### WORK ITEM
Please print every record below exactly as it reads.

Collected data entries
=== Begin Enclosure ===

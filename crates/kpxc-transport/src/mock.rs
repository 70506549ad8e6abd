// ============================================
// File: crates/kpxc-transport/src/mock.rs
// ============================================
//! # Mock Connection Implementation
//!
//! ## Creation Reason
//! Provides a scripted connection for testing protocol code without a
//! running KeePassXC.
//!
//! ## Main Functionality
//! - Inbound frame queue (`inject`)
//! - Outbound frame capture (`take_sent`)
//! - Optional responder closure that answers each sent frame
//! - Receive-call counting, to pin down retry behavior
//!
//! ## Usage in Tests
//! ```ignore
//! use std::time::Duration;
//! use kpxc_transport::{Connection, MockConnection};
//!
//! # #[tokio::main]
//! # async fn main() -> Result<(), Box<dyn std::error::Error>> {
//! let mut conn = MockConnection::new();
//! let handle = conn.handle();
//!
//! handle.inject(b"{\"action\":\"database-locked\"}".to_vec());
//! let frame = conn.receive(1024, Some(Duration::from_secs(1))).await?;
//! assert_eq!(handle.receive_calls(), 1);
//! # let _ = frame;
//! # Ok(())
//! # }
//! ```
//!
//! ## ⚠️ Important Note for Next Developer
//! - This is for testing only - do not use in production
//! - The mock never blocks: an empty queue is an immediate `Timeout` when
//!   a deadline was given, `ConnectionClosed` otherwise
//!
//! ## Last Modified
//! v0.1.0 - Initial mock implementation

use std::collections::VecDeque;
use std::sync::atomic::{AtomicBool, AtomicUsize, Ordering};
use std::sync::Arc;
use std::time::Duration;

use async_trait::async_trait;
use parking_lot::Mutex;

use crate::error::{Result, TransportError};
use crate::traits::Connection;

// ============================================
// Constants
// ============================================

/// Maximum number of frames to queue.
const MAX_QUEUE_SIZE: usize = 1000;

/// Closure answering a sent frame with zero or more inbound frames.
pub type Responder = Box<dyn FnMut(&[u8]) -> Vec<Vec<u8>> + Send>;

// ============================================
// Shared State
// ============================================

#[derive(Default)]
struct MockState {
    inbound: Mutex<VecDeque<Vec<u8>>>,
    sent: Mutex<Vec<Vec<u8>>>,
    responder: Mutex<Option<Responder>>,
    address: Mutex<Option<String>>,
    receive_calls: AtomicUsize,
    connected: AtomicBool,
}

// ============================================
// MockConnection
// ============================================

/// Scripted in-memory connection.
pub struct MockConnection {
    state: Arc<MockState>,
}

/// Test-side view of a [`MockConnection`] that stays usable after the
/// connection has been moved into a client.
#[derive(Clone)]
pub struct MockHandle {
    state: Arc<MockState>,
}

impl MockConnection {
    /// Creates a connected mock with empty queues.
    #[must_use]
    pub fn new() -> Self {
        let state = MockState {
            connected: AtomicBool::new(true),
            ..MockState::default()
        };
        Self {
            state: Arc::new(state),
        }
    }

    /// Creates a mock whose every sent frame is answered by `responder`.
    #[must_use]
    pub fn with_responder<F>(responder: F) -> Self
    where
        F: FnMut(&[u8]) -> Vec<Vec<u8>> + Send + 'static,
    {
        let conn = Self::new();
        *conn.state.responder.lock() = Some(Box::new(responder));
        conn
    }

    /// Returns a handle for inspecting and scripting this mock.
    #[must_use]
    pub fn handle(&self) -> MockHandle {
        MockHandle {
            state: Arc::clone(&self.state),
        }
    }
}

impl Default for MockConnection {
    fn default() -> Self {
        Self::new()
    }
}

impl MockHandle {
    /// Queues a frame for the next `receive()`.
    ///
    /// # Panics
    /// Panics if the queue is full (> `MAX_QUEUE_SIZE` frames).
    pub fn inject(&self, frame: impl Into<Vec<u8>>) {
        let mut queue = self.state.inbound.lock();
        assert!(queue.len() < MAX_QUEUE_SIZE, "Mock connection inbound queue overflow");
        queue.push_back(frame.into());
    }

    /// Takes every frame sent so far.
    #[must_use]
    pub fn take_sent(&self) -> Vec<Vec<u8>> {
        std::mem::take(&mut *self.state.sent.lock())
    }

    /// Number of frames sent and not yet taken.
    #[must_use]
    pub fn sent_count(&self) -> usize {
        self.state.sent.lock().len()
    }

    /// Number of frames waiting to be received.
    #[must_use]
    pub fn pending_count(&self) -> usize {
        self.state.inbound.lock().len()
    }

    /// Number of `receive()` calls so far.
    #[must_use]
    pub fn receive_calls(&self) -> usize {
        self.state.receive_calls.load(Ordering::SeqCst)
    }

    /// Address passed to the last `connect()`.
    #[must_use]
    pub fn connected_address(&self) -> Option<String> {
        self.state.address.lock().clone()
    }

    /// Returns `true` while the mock is connected.
    #[must_use]
    pub fn is_connected(&self) -> bool {
        self.state.connected.load(Ordering::SeqCst)
    }
}

#[async_trait]
impl Connection for MockConnection {
    async fn connect(&mut self, address: &str) -> Result<()> {
        *self.state.address.lock() = Some(address.to_string());
        self.state.connected.store(true, Ordering::SeqCst);
        Ok(())
    }

    async fn send(&mut self, data: &[u8]) -> Result<()> {
        if !self.is_connected() {
            return Err(TransportError::NotConnected);
        }
        self.state.sent.lock().push(data.to_vec());

        let replies = self
            .state
            .responder
            .lock()
            .as_mut()
            .map(|respond| respond(data))
            .unwrap_or_default();
        let mut queue = self.state.inbound.lock();
        queue.extend(replies);
        Ok(())
    }

    async fn receive(&mut self, max_bytes: usize, timeout: Option<Duration>) -> Result<Vec<u8>> {
        self.state.receive_calls.fetch_add(1, Ordering::SeqCst);
        if !self.is_connected() {
            return Err(TransportError::NotConnected);
        }
        match self.state.inbound.lock().pop_front() {
            Some(mut frame) => {
                frame.truncate(max_bytes);
                Ok(frame)
            }
            None => match timeout {
                Some(limit) => Err(TransportError::timeout("mock receive", limit)),
                None => Err(TransportError::ConnectionClosed),
            },
        }
    }

    async fn close(&mut self) -> Result<()> {
        self.state.connected.store(false, Ordering::SeqCst);
        Ok(())
    }

    fn is_connected(&self) -> bool {
        self.state.connected.load(Ordering::SeqCst)
    }
}

// ============================================
// Tests
// ============================================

=== End Enclosure ===

### OUTPUT OF THE TASK
filename crates/kpxc-transport/src/mock.rs
repository 70506549ad8e6abd
// ============================================
// File: crates/kpxc-transport/src/mock.rs
// ============================================
//! # Mock Connection Implementation
//!
//! ## Creation Reason
//! Provides a scripted connection for testing protocol code without a
//! running KeePassXC.
//!
//! ## Main Functionality
//! - Inbound frame queue (`inject`)
//! - Outbound frame capture (`take_sent`)
//! - Optional responder closure that answers each sent frame
//! - Receive-call counting, to pin down retry behavior
//!
//! ## Usage in Tests
//! ```ignore
//! use std::time::Duration;
//! use kpxc_transport::{Connection, MockConnection};
//!
//! # #[tokio::main]
//! # async fn main() -> Result<(), Box<dyn std::error::Error>> {
//! let mut conn = MockConnection::new();
//! let handle = conn.handle();
//!
//! handle.inject(b"{\"action\":\"database-locked\"}".to_vec());
//! let frame = conn.receive(1024, Some(Duration::from_secs(1))).await?;
//! assert_eq!(handle.receive_calls(), 1);
//! # let _ = frame;
//! # Ok(())
//! # }
//! ```
//!
//! ## ⚠️ Important Note for Next Developer
//! - This is for testing only - do not use in production
//! - The mock never blocks: an empty queue is an immediate `Timeout` when
//!   a deadline was given, `ConnectionClosed` otherwise
//!
//! ## Last Modified
//! v0.1.0 - Initial mock implementation

use std::collections::VecDeque;
use std::sync::atomic::{AtomicBool, AtomicUsize, Ordering};
use std::sync::Arc;
use std::time::Duration;

use async_trait::async_trait;
use parking_lot::Mutex;

use crate::error::{Result, TransportError};
use crate::traits::Connection;

// ============================================
// Constants
// ============================================

/// Maximum number of frames to queue.
const MAX_QUEUE_SIZE: usize = 1000;

/// Closure answering a sent frame with zero or more inbound frames.
pub type Responder = Box<dyn FnMut(&[u8]) -> Vec<Vec<u8>> + Send>;

// ============================================
// Shared State
// ============================================

#[derive(Default)]
struct MockState {
    inbound: Mutex<VecDeque<Vec<u8>>>,
    sent: Mutex<Vec<Vec<u8>>>,
    responder: Mutex<Option<Responder>>,
    address: Mutex<Option<String>>,
    receive_calls: AtomicUsize,
    connected: AtomicBool,
}

// ============================================
// MockConnection
// ============================================

/// Scripted in-memory connection.
pub struct MockConnection {
    state: Arc<MockState>,
}

/// Test-side view of a [`MockConnection`] that stays usable after the
/// connection has been moved into a client.
#[derive(Clone)]
pub struct MockHandle {
    state: Arc<MockState>,
}

impl MockConnection {
    /// Creates a connected mock with empty queues.
    #[must_use]
    pub fn new() -> Self {
        let state = MockState {
            connected: AtomicBool::new(true),
            ..MockState::default()
        };
        Self {
            state: Arc::new(state),
        }
    }

    /// Creates a mock whose every sent frame is answered by `responder`.
    #[must_use]
    pub fn with_responder<F>(responder: F) -> Self
    where
        F: FnMut(&[u8]) -> Vec<Vec<u8>> + Send + 'static,
    {
        let conn = Self::new();
        *conn.state.responder.lock() = Some(Box::new(responder));
        conn
    }

    /// Returns a handle for inspecting and scripting this mock.
    #[must_use]
    pub fn handle(&self) -> MockHandle {
        MockHandle {
            state: Arc::clone(&self.state),
        }
    }
}

impl Default for MockConnection {
    fn default() -> Self {
        Self::new()
    }
}

impl MockHandle {
    /// Queues a frame for the next `receive()`.
    ///
    /// # Panics
    /// Panics if the queue is full (> `MAX_QUEUE_SIZE` frames).
    pub fn inject(&self, frame: impl Into<Vec<u8>>) {
        let mut queue = self.state.inbound.lock();
        assert!(queue.len() < MAX_QUEUE_SIZE, "Mock connection inbound queue overflow");
        queue.push_back(frame.into());
    }

    /// Takes every frame sent so far.
    #[must_use]
    pub fn take_sent(&self) -> Vec<Vec<u8>> {
        std::mem::take(&mut *self.state.sent.lock())
    }

    /// Number of frames sent and not yet taken.
    #[must_use]
    pub fn sent_count(&self) -> usize {
        self.state.sent.lock().len()
    }

    /// Number of frames waiting to be received.
    #[must_use]
    pub fn pending_count(&self) -> usize {
        self.state.inbound.lock().len()
    }

    /// Number of `receive()` calls so far.
    #[must_use]
    pub fn receive_calls(&self) -> usize {
        self.state.receive_calls.load(Ordering::SeqCst)
    }

    /// Address passed to the last `connect()`.
    #[must_use]
    pub fn connected_address(&self) -> Option<String> {
        self.state.address.lock().clone()
    }

    /// Returns `true` while the mock is connected.
    #[must_use]
    pub fn is_connected(&self) -> bool {
        self.state.connected.load(Ordering::SeqCst)
    }
}

#[async_trait]
impl Connection for MockConnection {
    async fn connect(&mut self, address: &str) -> Result<()> {
        *self.state.address.lock() = Some(address.to_string());
        self.state.connected.store(true, Ordering::SeqCst);
        Ok(())
    }

    async fn send(&mut self, data: &[u8]) -> Result<()> {
        if !self.is_connected() {
            return Err(TransportError::NotConnected);
        }
        self.state.sent.lock().push(data.to_vec());

        let replies = self
            .state
            .responder
            .lock()
            .as_mut()
            .map(|respond| respond(data))
            .unwrap_or_default();
        let mut queue = self.state.inbound.lock();
        queue.extend(replies);
        Ok(())
    }

    async fn receive(&mut self, max_bytes: usize, timeout: Option<Duration>) -> Result<Vec<u8>> {
        self.state.receive_calls.fetch_add(1, Ordering::SeqCst);
        if !self.is_connected() {
            return Err(TransportError::NotConnected);
        }
        match self.state.inbound.lock().pop_front() {
            Some(mut frame) => {
                frame.truncate(max_bytes);
                Ok(frame)
            }
            None => match timeout {
                Some(limit) => Err(TransportError::timeout("mock receive", limit)),
                None => Err(TransportError::ConnectionClosed),
            },
        }
    }

    async fn close(&mut self) -> Result<()> {
        self.state.connected.store(false, Ordering::SeqCst);
        Ok(())
    }

    fn is_connected(&self) -> bool {
        self.state.connected.load(Ordering::SeqCst)
    }
}

// ============================================
// Tests
// ============================================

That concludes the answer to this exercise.